Eine Grand Jury, neun weiße, drei schwarze Geschworene, hat nach 25 geheimen Sitzungen anders entschieden. Keine Anklage. Robert McCulloch, der zuständige Staatsanwalt, hatte vom Mittag bis zum Abend gewartet, ehe er es verkündete – warum so lange, kann keiner erklären. Wilson, der weiße Polizist, der am 9. August den schwarzen Teenager Michael Brown erschoss, bedankt sich kurz darauf bei seinen Anhängern. Die Geste könnte zusätzlich Öl ins Feuer gießen. Jedenfalls hat ihn die Jury in allen Punkten entlastet, und McCulloch, der Sohn eines Polizisten, zeichnet die Skizze eines Ordnungshüters, der in akuter Notwehr handelte. Demnach heftete sich Wilson in seinem Streifenwagen an Browns Fersen, nachdem der in einem Laden Zigarren gestohlen hatte, nicht nur, weil der 18-Jährige mitten auf der Straße lief, wie es anfangs hieß.

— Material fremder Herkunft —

//! Categorical value → integer code tables the model was fitted with.
//!
//! Each categorical field is an enum whose discriminant *is* the model code,
//! so a typed value always encodes. Strings coming from a form are parsed
//! with `FromStr`, which rejects anything outside the table.

use std::fmt;
use std::str::FromStr;

use crate::error::{AppError, Result};

macro_rules! category {
    (
        $(#[$meta:meta])*
        pub enum $name:ident ($field:literal) {
            $( $variant:ident = $code:literal => $label:literal $(| $alias:literal)* ),+ $(,)?
        }
    ) => {
        $(#[$meta])*
        #[derive(Debug, Clone, Copy, PartialEq, Eq, Hash)]
        #[repr(u8)]
        pub enum $name {
            $( $variant = $code, )+
        }

        impl $name {
            /// Every value, in table order.
            pub const ALL: &'static [$name] = &[$( $name::$variant, )+];

            /// Model code for this value.
            pub fn code(self) -> u8 {
                self as u8
            }

            /// Label as it appears in the historical dataset.
            pub fn label(self) -> &'static str {
                match self {
                    $( $name::$variant => $label, )+
                }
            }
        }

        impl FromStr for $name {
            type Err = AppError;

            fn from_str(s: &str) -> Result<Self> {
                match s.trim() {
                    $( $label $(| $alias)* => Ok($name::$variant), )+
                    other => Err(AppError::UnknownCategory {
                        field: $field,
                        value: other.to_string(),
                    }),
                }
            }
        }

        impl fmt::Display for $name {
            fn fmt(&self, f: &mut fmt::Formatter<'_>) -> fmt::Result {
                write!(f, "{}", self.label())
            }
        }
    };
}

category! {
    /// Manufacturer, taken from the first word of a listing name.
    pub enum Brand ("brand") {
        Maruti = 1 => "Maruti",
        Skoda = 2 => "Skoda",
        Honda = 3 => "Honda",
        Hyundai = 4 => "Hyundai",
        Toyota = 5 => "Toyota",
        Ford = 6 => "Ford",
        Renault = 7 => "Renault",
        Mahindra = 8 => "Mahindra",
        Tata = 9 => "Tata",
        Chevrolet = 10 => "Chevrolet",
        Datsun = 11 => "Datsun",
        Jeep = 12 => "Jeep",
        MercedesBenz = 13 => "Mercedes-Benz",
        Mitsubishi = 14 => "Mitsubishi",
        Audi = 15 => "Audi",
        Volkswagen = 16 => "Volkswagen",
        Bmw = 17 => "BMW",
        Nissan = 18 => "Nissan",
        Lexus = 19 => "Lexus",
        Jaguar = 20 => "Jaguar",
        // "Land Rover" listings are truncated to their first word.
        Land = 21 => "Land",
        Mg = 22 => "MG",
        Volvo = 23 => "Volvo",
        Daewoo = 24 => "Daewoo",
        Kia = 25 => "Kia",
        Fiat = 26 => "Fiat",
        Force = 27 => "Force",
        Ambassador = 28 => "Ambassador",
        Ashok = 29 => "Ashok",
        Isuzu = 30 => "Isuzu",
        Opel = 31 => "Opel",
    }
}

category! {
    pub enum FuelType ("fuel") {
        Diesel = 4 => "Diesel",
        Petrol = 3 => "Petrol",
        Lpg = 2 => "LPG",
        Cng = 1 => "CNG",
    }
}

category! {
    pub enum SellerType ("seller_type") {
        Individual = 2 => "Individual",
        Dealer = 1 => "Dealer",
        TrustmarkDealer = 3 => "Trustmark Dealer" | "TrustmarkDealer",
    }
}

category! {
    pub enum Transmission ("transmission") {
        Manual = 0 => "Manual",
        Automatic = 1 => "Automatic",
    }
}

category! {
    /// Ownership history. Codes are not ordinal: test-drive cars sit between
    /// second and third owners.
    pub enum OwnerType ("owner") {
        FirstOwner = 5 => "First Owner" | "FirstOwner",
        SecondOwner = 4 => "Second Owner" | "SecondOwner",
        ThirdOwner = 2 => "Third Owner" | "ThirdOwner",
        FourthAndAboveOwner = 1 => "Fourth & Above Owner" | "FourthAndAboveOwner",
        TestDriveCar = 3 => "Test Drive Car" | "TestDriveCar",
    }
}

pub fn encode_brand(name: &str) -> Result<u8> {
    Ok(name.parse::<Brand>()?.code())
}

pub fn encode_fuel(fuel: &str) -> Result<u8> {
    Ok(fuel.parse::<FuelType>()?.code())
}

pub fn encode_seller(seller: &str) -> Result<u8> {
    Ok(seller.parse::<SellerType>()?.code())
}

pub fn encode_transmission(transmission: &str) -> Result<u8> {
    Ok(transmission.parse::<Transmission>()?.code())
}

pub fn encode_owner(owner: &str) -> Result<u8> {
    Ok(owner.parse::<OwnerType>()?.code())
}

#[cfg(test)]
mod tests {
    use super::*;

    #[test]
    fn brand_codes_are_sequential_in_table_order() {
        assert_eq!(Brand::ALL.len(), 31);
        for (i, brand) in Brand::ALL.iter().enumerate() {
            assert_eq!(brand.code() as usize, i + 1, "{brand}");
        }
    }

    #[test]
    fn documented_spot_checks() {
        assert_eq!(encode_brand("Maruti").unwrap(), 1);
        assert_eq!(encode_brand("Mercedes-Benz").unwrap(), 13);
        assert_eq!(encode_brand("Opel").unwrap(), 31);
        assert_eq!(encode_fuel("CNG").unwrap(), 1);
        assert_eq!(encode_fuel("Diesel").unwrap(), 4);
        assert_eq!(encode_owner("Test Drive Car").unwrap(), 3);
        assert_eq!(encode_owner("TestDriveCar").unwrap(), 3);
    }

    #[test]
    fn seller_table() {
        assert_eq!(encode_seller("Individual").unwrap(), 2);
        assert_eq!(encode_seller("Dealer").unwrap(), 1);
        assert_eq!(encode_seller("Trustmark Dealer").unwrap(), 3);
        assert_eq!(encode_seller("TrustmarkDealer").unwrap(), 3);
    }

    #[test]
    fn transmission_table() {
        assert_eq!(encode_transmission("Manual").unwrap(), 0);
        assert_eq!(encode_transmission("Automatic").unwrap(), 1);
    }

    #[test]
    fn owner_table() {
        assert_eq!(encode_owner("First Owner").unwrap(), 5);
        assert_eq!(encode_owner("Second Owner").unwrap(), 4);
        assert_eq!(encode_owner("Third Owner").unwrap(), 2);
        assert_eq!(encode_owner("Fourth & Above Owner").unwrap(), 1);
    }

    #[test]
    fn labels_parse_back_to_the_same_value() {
        for brand in Brand::ALL {
            assert_eq!(brand.label().parse::<Brand>().unwrap(), *brand);
        }
        for owner in OwnerType::ALL {
            assert_eq!(owner.to_string().parse::<OwnerType>().unwrap(), *owner);
        }
    }

    #[test]
    fn surrounding_whitespace_is_ignored() {
        assert_eq!(encode_brand("  Honda ").unwrap(), 3);
    }

    #[test]
    fn unknown_values_are_rejected() {
        match encode_brand("Tesla") {
            Err(AppError::UnknownCategory { field, value }) => {
                assert_eq!(field, "brand");
                assert_eq!(value, "Tesla");
            }
            other => panic!("expected UnknownCategory, got {other:?}"),
        }
        assert!(encode_brand("maruti").is_err());
        assert!(encode_fuel("Electric").is_err());
        assert!(encode_seller("").is_err());
        assert!(matches!(
            encode_owner("Fifth Owner"),
            Err(AppError::UnknownCategory { field: "owner", .. })
        ));
    }
}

Als er die Tür seines Autos zu öffnen versucht, stemmt sich der Hüne von außen dagegen, während er durchs offene Fenster auf Wilson eindrischt. Als Brown nach Wilsons Pistole greift, gelingt es dem Polizisten, sie ihm zu entwinden. Noch im Auto schießt er zweimal. Brown läuft davon, Wilson setzt ihm nach, fordert ihn auf, sich auf den Boden zu legen. Stattdessen dreht sich der Teenager um und rennt auf ihn zu. Er habe noch mehrmals gefeuert, bis Brown zu Boden stürzte, gibt Brown am Tag nach der Tat zu Protokoll. McCulloch wiederholt es in allen Details.

Als der Staatsanwalt fertig ist, steht Lesley McSpadden vorm Polizeirevier an der South Florissant Road und lässt ihren Emotionen freien Lauf. „Das ist falsch!“, protestiert die Mutter Mike Browns. Ein Anwalt verliest eine Erklärung der Familie des toten Jungen: Man sei zutiefst enttäuscht, dass der „Killer“ für seine Tat nicht geradestehen müsse, gleichwohl bitte man darum, den Ärger darüber in Bahnen zu lenken, die einen Wandel zum Guten bewirken – die Worte verhallen in dieser Nacht.

Pizzarestaurant abbgefackelt

An der South Florissant gehen als erstes Schaufensterscheiben zu Bruch, das Pizzarestaurant „Little Caesar’s“ wird geplündert und abgefackelt, auch vom „St. Louis Fish Chicken and Grill“ nebenan bleiben nur verkohlte Reste. Die Feuerwehren rücken erst nach Mitternacht aus; vorher ist es zu riskant, da Schüsse gemeldet werden. Am späten Abend wird der Flughafen St. Louis für ein paar Stunden gesperrt. Die Einflugschneise führt knapp an Ferguson vorbei, und solange dort geschossen wird, ist es zu gefährlich für Landeanflüge.